3.14.2010

Hey Soul Cyst-a

It's a cyst.

A functional cyst.

I am so glad at least one of us is "functioning" with the news (Showoff!)

We were sidelined....out of the game. It's been a rough break. It sucks!

The doctor prescribed the trigger shot Ovidril to shrink the cyst. I was to take it on Friday. Nurse Christmas said the Queen of Broken Hearts will re-appear in two weeks (twice in one month....lucky lucky me). On my CD 3- I will go in to see if this monster that is growing on my left ovary is gone. I think he should go back to where the wild things are!

So I got my shot on Friday and my husband had to give it to me. This was our first AT HOME injection people. I take a trigger shot with EVERY IUI cycle but the nurse always gives it to me...it never hurts so I figured it can't be so bad....right?........W R O N G!

My husband (god bless his heart) was so nervous. He kept calling my mother in law (a nurse) to
make sure he was going to do it right. I showed him the area the nurse always does it. I know that area all too well because the nurse who gives the shot like to point out my "spider" veins on my leg before she does it. What a gem she is huh?!?! So we were all ready to go and suddenly it happened....It happens EVERY time I am nervous....I can't help it ...It's a natural body reaction....


I started to laugh (you didn't think I passed gas did you?!?!). I couldn't stop. I was laughing so hard I was shaking....shaking enough for him to not be able to put the needle in my leg. So there I am laughing...he's getting anxious and yelling....it really was quite a sight!

I calmed down and he went for it.

OH MY GOD ...it hurt. I jumped...He PULLED the needle out. Injection Attempt #1 FAIL!

I sat down this time...laughing fits return (along with the crying I was doing from the last attempt). I hid my face in a towel and he stabbed me.

It hurt and I cried!

My poor husband felt sooooo bad afterwards, he kept hugging me and kissing me on the head. After I got over being mad at him for hurting me, I realized how nervous he was and I could see in his eyes how bad he felt. But we did it ....we both survived!

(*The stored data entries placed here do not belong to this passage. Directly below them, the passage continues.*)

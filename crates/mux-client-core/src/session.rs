//! Session lifecycle state machine.
//!
//! `Connecting → Open → Closed`. `Closed` is absorbing: once a session has
//! failed no later event can revive it.

use thiserror::Error;

use crate::event::SessionEvent;
use crate::transport::TransportError;

/// Why a session ended.
#[derive(Debug, Clone, PartialEq, Eq, Error)]
pub enum SessionFailure {
    #[error("session closed")]
    Closed,

    #[error("session timeout")]
    TimedOut,

    #[error("session goaway (code {code})")]
    GoAway { code: u64 },

    #[error("session error: {0}")]
    Errored(TransportError),

    #[error("session destroyed")]
    Destroyed,
}

/// Lifecycle state of a pooled session.
#[derive(Debug, Clone, PartialEq, Eq)]
pub enum SessionState {
    Connecting,
    Open,
    Closed(SessionFailure),
}

impl SessionState {
    /// Apply one transport event.
    pub fn on_event(&self, event: SessionEvent) -> SessionState {
        match (self, event) {
            (SessionState::Closed(failure), _) => SessionState::Closed(failure.clone()),
            (_, SessionEvent::Connected) => SessionState::Open,
            (_, SessionEvent::Closed) => SessionState::Closed(SessionFailure::Closed),
            (_, SessionEvent::TimedOut) => SessionState::Closed(SessionFailure::TimedOut),
            (_, SessionEvent::GoAway { code }) => {
                SessionState::Closed(SessionFailure::GoAway { code })
            }
            (_, SessionEvent::Errored(err)) => SessionState::Closed(SessionFailure::Errored(err)),
        }
    }

    pub fn is_connecting(&self) -> bool {
        matches!(self, SessionState::Connecting)
    }

    pub fn is_open(&self) -> bool {
        matches!(self, SessionState::Open)
    }

    pub fn is_closed(&self) -> bool {
        matches!(self, SessionState::Closed(_))
    }
}
//! Error types for the client.

use std::fmt;
use std::time::Duration;

use thiserror::Error;

use crate::session::SessionFailure;
use crate::transport::TransportError;

/// Errors surfaced to callers of [`Client::request`](crate::Client::request).
#[derive(Debug, Error)]
pub enum ClientError {
    /// The request body is not text, bytes or a byte-stream source.
    #[error("invalid body type: {0}")]
    InvalidBody(String),

    /// The session never opened, or closed underneath the request.
    #[error(transparent)]
    Session(#[from] SessionFailure),

    /// Transport-level error on this request's stream.
    #[error("stream failure: {0}")]
    Stream(#[from] TransportError),

    /// No response headers arrived within the idle timeout.
    #[error("Stream timed out because of no activity for {} ms", .0.as_millis())]
    Timeout(Duration),

    #[error("endpoint creation failed: {0}")]
    Endpoint(String),

    #[error("TLS configuration error: {0}")]
    TlsConfig(String),

    #[error("protocol error: {0}")]
    Protocol(#[from] mux_proto::ProtoError),
}

/// Coarse classification of a [`ClientError`].
#[derive(Debug, Clone, Copy, PartialEq, Eq, Hash)]
pub enum ErrorKind {
    InvalidBody,
    Session,
    Stream,
    Timeout,
    Endpoint,
    TlsConfig,
    Protocol,
}

impl ErrorKind {
    /// Stable name callers can match on.
    pub fn name(self) -> &'static str {
        match self {
            ErrorKind::InvalidBody => "InvalidBody",
            ErrorKind::Session => "SessionFailure",
            ErrorKind::Stream => "StreamFailure",
            ErrorKind::Timeout => "TimeoutError",
            ErrorKind::Endpoint => "EndpointError",
            ErrorKind::TlsConfig => "TlsConfigError",
            ErrorKind::Protocol => "ProtocolError",
        }
    }
}

impl fmt::Display for ErrorKind {
    fn fmt(&self, f: &mut fmt::Formatter<'_>) -> fmt::Result {
        f.write_str(self.name())
    }
}

impl ClientError {
    pub fn kind(&self) -> ErrorKind {
        match self {
            ClientError::InvalidBody(_) => ErrorKind::InvalidBody,
            ClientError::Session(_) => ErrorKind::Session,
            ClientError::Stream(_) => ErrorKind::Stream,
            ClientError::Timeout(_) => ErrorKind::Timeout,
            ClientError::Endpoint(_) => ErrorKind::Endpoint,
            ClientError::TlsConfig(_) => ErrorKind::TlsConfig,
            ClientError::Protocol(_) => ErrorKind::Protocol,
        }
    }

    /// Shorthand for `self.kind().name()`.
    pub fn name(&self) -> &'static str {
        self.kind().name()
    }

    pub fn is_timeout(&self) -> bool {
        matches!(self, ClientError::Timeout(_))
    }
}

pub type Result<T> = std::result::Result<T, ClientError>;
//! Frame messages carried on every bidirectional stream.
//!
//! A stream carries one `Headers` frame, zero or more `Data` frames, and is
//! terminated by the sender finishing its half of the stream. Messages are
//! declared with the prost derive macros directly rather than compiled from
//! a `.proto` file; the field tags below are the wire contract.

use bytes::Bytes;

use crate::headers::Headers;

/// A single header name/value pair.
#[derive(Clone, PartialEq, prost::Message)]
pub struct HeaderField {
    #[prost(string, tag = "1")]
    pub name: String,
    #[prost(string, tag = "2")]
    pub value: String,
}

/// An ordered block of header fields.
#[derive(Clone, PartialEq, prost::Message)]
pub struct HeaderBlock {
    #[prost(message, repeated, tag = "1")]
    pub fields: Vec<HeaderField>,
}

/// One frame on a stream.
#[derive(Clone, PartialEq, prost::Message)]
pub struct Frame {
    #[prost(oneof = "frame::Kind", tags = "1, 2")]
    pub kind: Option<frame::Kind>,
}

pub mod frame {
    #[derive(Clone, PartialEq, prost::Oneof)]
    pub enum Kind {
        #[prost(message, tag = "1")]
        Headers(super::HeaderBlock),
        #[prost(bytes = "bytes", tag = "2")]
        Data(bytes::Bytes),
    }
}

impl Frame {
    /// Build a headers frame.
    pub fn headers(headers: &Headers) -> Self {
        Frame {
            kind: Some(frame::Kind::Headers(HeaderBlock::from(headers))),
        }
    }

    /// Build a data frame.
    pub fn data(data: Bytes) -> Self {
        Frame {
            kind: Some(frame::Kind::Data(data)),
        }
    }
}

I'm not gonna lie....I'm scarred. Traumatized people. NEEDLES ARE A LEGITIMATE FEAR! (Doesn't it seem kinda cruel that someone so afraid of needles has to have endless blood work taken and have bad veins...and now will be doing injections next month...)

So that's it. There is nothing left for us to do this month but drink lots of sangria and pray it worked.

Cheers!

7 comments:

Lacie @ Creative Attempts said...

Ok first i have to say thank you for entering my giveaway and for the book inspirations I am really interested in the laci peterson book. Okay on to some thoughts about your post. I feel so much for you when it comes to this. I tried for a little over a year I know you have gone a lot longer but if you are like me it seems like EVERYONe is prego around you I would get so frustrated. but miracles do happen and my son is now five and it was all worth it:)

Mimi said...

Love the term "Queen of broken hearts"

I'm stopping by to welcome you the the SITS family!

Kaitlin said...

Yikes! I'm sorry about the injection and having the Queen of Broken Hearts twice in one month.

I'm hoping this works for ya!

Holly said...

you poor thing! Injections are definitely my least favorite part of the day and I am not afraid of needles, I can't imagine how much harder the whole ordeal must be for you! I am hoping and praying that the Ovidril does it's job and shrink that dumb cyst so you can get back in the game quickly! *hugs*

K said...

Oh my! I hope you are "with child" in no time. Sending postive thoughts your way.

Welcome to SITS!

Joy said...

I do hope things work out for you. I don't like giving (or receiving) injections either. Stopping by to say welcome to the SITS community!

braving-ivf said...

I've been doing injections with cycles since last July, and in October transitioned to doing them myself. I loathe needles, pass out if I'm not lying down when I have blood drawn, but you know... it's amazing what you can do when it's really important to you.

Hang in there -- you can get through this!